I drank a house once.
LOL
I give up . How did you manage to drink a house ?
I spent the money on booze. I had a problem a long time ago. I wouldn't change a thing, because then I would be different.
It was the 80s. And yes, that's what it meant.
When I was 11 I resented my sister for her intellectual disability and cerebral palsy as I was bullied for having a freak sister. I resented her and was mean to her in my anger and frustration. I don't think there are many things I could have done that I would feel worse about. You said honest!
I lost my temper with my son when he was very small, not yet two years. I yelled, harshly. It may seem small but to see the fear in his eyes, I know it was not.. It is a moment I will always regret. I like to think I was a better father because of that moment but it never should have happened.

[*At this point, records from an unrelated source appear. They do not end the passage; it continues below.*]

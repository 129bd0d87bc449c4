//! # shout-core
//!
//! Shared library for the shout service: the wire codec, the exact-length
//! framed I/O primitives, and the uppercase transform.
//!
//! This crate is used by both the server and client binaries. It has no
//! opinion about sockets, addresses, or scheduling: everything here works
//! over any `AsyncRead`/`AsyncWrite` stream.
//!
//! # Architecture overview
//!
//! Shout is a request/response echo service with one twist: the server
//! uppercases every ASCII letter in the payload before echoing it back.
//! A client opens a connection, sends a framed message, and reads a framed
//! response; the server keeps answering on the same connection until the
//! client hangs up.
//!
//! This crate defines the three pieces both sides share:
//!
//! - **`protocol::codec`** – How bytes travel over the network. One frame is
//!   a 4-byte big-endian length followed by that many raw payload bytes,
//!   with a hard 4096-byte payload limit enforced by both peers.
//!
//! - **`protocol::framing`** – Exact-length reads and writes that tolerate
//!   partial transfers and transient interruptions, plus `read_frame` /
//!   `write_frame` built on top of them.
//!
//! - **`domain::transform`** – The pure uppercase transform applied by the
//!   server. No I/O, no state.

pub mod domain;
pub mod protocol;

// Re-export the most-used items at the crate root so callers can write
// `shout_core::read_frame` instead of `shout_core::protocol::framing::read_frame`.
pub use domain::transform::shout;
pub use protocol::codec::{
    decode_length, encode_frame, validate_length, FrameError, LEN_PREFIX_SIZE, MAX_FRAME,
};
pub use protocol::framing::{
    read_frame, read_full, write_frame, write_full, ReadOutcome, RecvError, SendError,
};
//! Storage infrastructure: configuration persistence.

pub mod config;

pub use config::{load_config, ConfigError, ServerConfig};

I stole a .25c pack of gum once when I was like 22 lol. That's what I remember. That's what I'm sticking to lol. In my defense, I was buying something and I hit it off the shelf in front of the counter by accident. It fell to the ground. I was with my girlfriend. To joke and "impress" her I kicked it out the door and then kicked it to the side until I could pick it up without being seen.
Thug life!
You absolute maverick
Found the drug pushing puke who laced a 13 year old's soda with rat poison. She was rushed to the hospital. He had an accident with my fists and feet. Her heart stopped and her kidneys began to fail. I don't know what happened to him.
Sounds like the guy had it coming to him to be fair
I'd be afraid to put it in type here on the internet.....I'm sure somehow, it would come back to bite me in the ass.
Agree. All of these are so tame no way in hell I'm playing.
Slept with my married boss once. Felt too guilty to do it again.
Can I go with "The worst thing I've ever done is think that at least most of the confessions on this thread are not actually the worst thing these people have ever done?" Sure. I'll go with that one. Yup. I sure diddly-do am. Yeah. Uh-huh.
Sure, I'll spill...but only after all those MoFos are dead and buried. ????
I admire your bravery. For that I will share a mistake I regret more than anything else. I experimented with a friend when I was going through puberty. Nothing wrong with that. But the religious indoctrination I experienced along with s complaint I had that my friend was too bossy compelled me to spread rumors that my friend liked gay sex, even though I knew this because I was the one having gay sex with him. I feel extremely horrible about it. In fact, part of the reason I agreed to move from Florida to Michigan was because I felt bad about it.
I think it says a lot about these anti gay pastors. Their words are so anti gay because in reality, they themselves have had gay experiences and, because of the conflicts that their religion poses because of it, they lash out at gay people. But I digress.
I ended up fessing up to my friend about what I did, spreading rumors and all. Partly because it was literally the same day as 9/11 and I felt I had no business holding back secrets from them. There was already enough evil going on and I didn't want to add to it. So I told him the truth. I'm glad I did that at least.
fair play for opening up
I actually can't remember the worst thing I ever did , it must have been seriously bad as I seem to have erased it completely ; but I remember the aftermath as I said to my Partner 'I'll do Anything to try to put this right!" He answered that he wanted me to cut my hair - he has OCD - (I had very long hair and it shed - the only reason I had long hair is because I have a fear of hairdressers) So time went on and at one point he asked me point blank When are you going to get your hair cut then? I told him about my fear and he made an appointment to come with me and hold my hand all the way though and promised to dive in if the hairdresser came too close to my head with the scissors - It went swimmingly - It was a long time ago and I am still afraid of hairdressers, and cut my own fringe and grow the rest for cancer wigs
Its either putting my pets to sleep, which is something I must do for them for there own good, at the vets or pitch forking 12,000 rotting chickens into a trailer in the very hot sun as they dripped on me.
It is going to take some time to figure out what punch I wish I never threw. A long time actually.